## Activity
Every line containing the word "derive" is to be copied from the data below.

[[ Material provided, beginning ]]

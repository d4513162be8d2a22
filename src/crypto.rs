// Copyright (c) Meta Platforms, Inc. and affiliates.
//
// This source code is dual-licensed under either the MIT license found in the
// LICENSE-MIT file in the root directory of this source tree or the Apache
// License, Version 2.0 found in the LICENSE-APACHE file in the root directory
// of this source tree. You may select, at your option, one of the above-listed licenses.

//! The authenticated-encryption capability used to seal every stored slot.

use aes_gcm::aead::{Aead, KeyInit, Payload};
use aes_gcm::{Aes256Gcm, Key, Nonce};
use rand::{rngs::OsRng, CryptoRng, RngCore};
use thiserror::Error;
use zeroize::{Zeroize, ZeroizeOnDrop};

/// The size in bytes of an [`EncryptionKey`].
pub const KEY_SIZE: usize = 32;

/// Errors reported by an [`AuthenticatedEncryption`] primitive.
#[derive(Error, Debug, Clone, Copy, PartialEq, Eq)]
pub enum CryptoError {
    /// The primitive refused to seal the plaintext.
    #[error("Encryption failed")]
    EncryptionFailed,
    /// The ciphertext, nonce or associated data did not authenticate.
    #[error("Invalid authentication tag")]
    InvalidTag,
}

/// A 256-bit symmetric key. Zeroized on drop.
#[derive(Clone, Zeroize, ZeroizeOnDrop)]
pub struct EncryptionKey([u8; KEY_SIZE]);

impl EncryptionKey {
    /// Wraps existing key material.
    pub fn from_bytes(bytes: [u8; KEY_SIZE]) -> Self {
        Self(bytes)
    }

    /// Draws a fresh key from the operating system's random number generator.
    pub fn generate() -> Self {
        Self::generate_with(&mut OsRng)
    }

    /// Draws a fresh key from `rng`.
    pub fn generate_with<R: RngCore + CryptoRng>(rng: &mut R) -> Self {
        let mut bytes = [0u8; KEY_SIZE];
        rng.fill_bytes(&mut bytes);
        Self(bytes)
    }

    /// The raw key bytes.
    #[must_use]
    pub fn as_bytes(&self) -> &[u8; KEY_SIZE] {
        &self.0
    }
}

impl std::fmt::Debug for EncryptionKey {
    fn fmt(&self, f: &mut std::fmt::Formatter<'_>) -> std::fmt::Result {
        write!(f, "EncryptionKey(..)")
    }
}

/// An AEAD whose ciphertext length depends only on the plaintext length.
pub trait AuthenticatedEncryption
where
    Self: Sized,
{
    /// The nonce length in bytes.
    const NONCE_LEN: usize;
    /// The number of bytes sealing adds to a plaintext.
    const TAG_LEN: usize;

    /// Instantiates the primitive under `key`.
    fn new(key: &EncryptionKey) -> Self;

    /// Encrypts and authenticates `plaintext` together with `aad`.
    fn seal(&self, nonce: &[u8], aad: &[u8], plaintext: &[u8]) -> Result<Vec<u8>, CryptoError>;

    /// Authenticates and decrypts `ciphertext` together with `aad`.
    fn open(&self, nonce: &[u8], aad: &[u8], ciphertext: &[u8]) -> Result<Vec<u8>, CryptoError>;

    /// The ciphertext length for a plaintext of `plaintext_len` bytes.
    fn ciphertext_len(plaintext_len: usize) -> usize {
        plaintext_len + Self::TAG_LEN
    }
}

/// AES-256 in Galois/Counter Mode with 96-bit nonces.
#[derive(Clone)]
pub struct Aes256GcmEncryption {
    cipher: Aes256Gcm,
}

impl std::fmt::Debug for Aes256GcmEncryption {
    fn fmt(&self, f: &mut std::fmt::Formatter<'_>) -> std::fmt::Result {
        write!(f, "Aes256GcmEncryption")
    }
}

impl AuthenticatedEncryption for Aes256GcmEncryption {
    const NONCE_LEN: usize = 12;
    const TAG_LEN: usize = 16;

    fn new(key: &EncryptionKey) -> Self {
        let key = Key::<Aes256Gcm>::from_slice(key.as_bytes());
        Self {
            cipher: Aes256Gcm::new(key),
        }
    }

    fn seal(&self, nonce: &[u8], aad: &[u8], plaintext: &[u8]) -> Result<Vec<u8>, CryptoError> {
        if nonce.len() != Self::NONCE_LEN {
            return Err(CryptoError::EncryptionFailed);
        }
        let payload = Payload {
            msg: plaintext,
            aad,
        };
        self.cipher
            .encrypt(Nonce::from_slice(nonce), payload)
            .map_err(|_| CryptoError::EncryptionFailed)
    }

    fn open(&self, nonce: &[u8], aad: &[u8], ciphertext: &[u8]) -> Result<Vec<u8>, CryptoError> {
        if nonce.len() != Self::NONCE_LEN {
            return Err(CryptoError::InvalidTag);
        }
        let payload = Payload {
            msg: ciphertext,
            aad,
        };
        self.cipher
            .decrypt(Nonce::from_slice(nonce), payload)
            .map_err(|_| CryptoError::InvalidTag)
    }
}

[[ Material provided, end ]]

## Solution
#[derive(Error, Debug, Clone, Copy, PartialEq, Eq)]
#[derive(Clone, Zeroize, ZeroizeOnDrop)]
#[derive(Clone)]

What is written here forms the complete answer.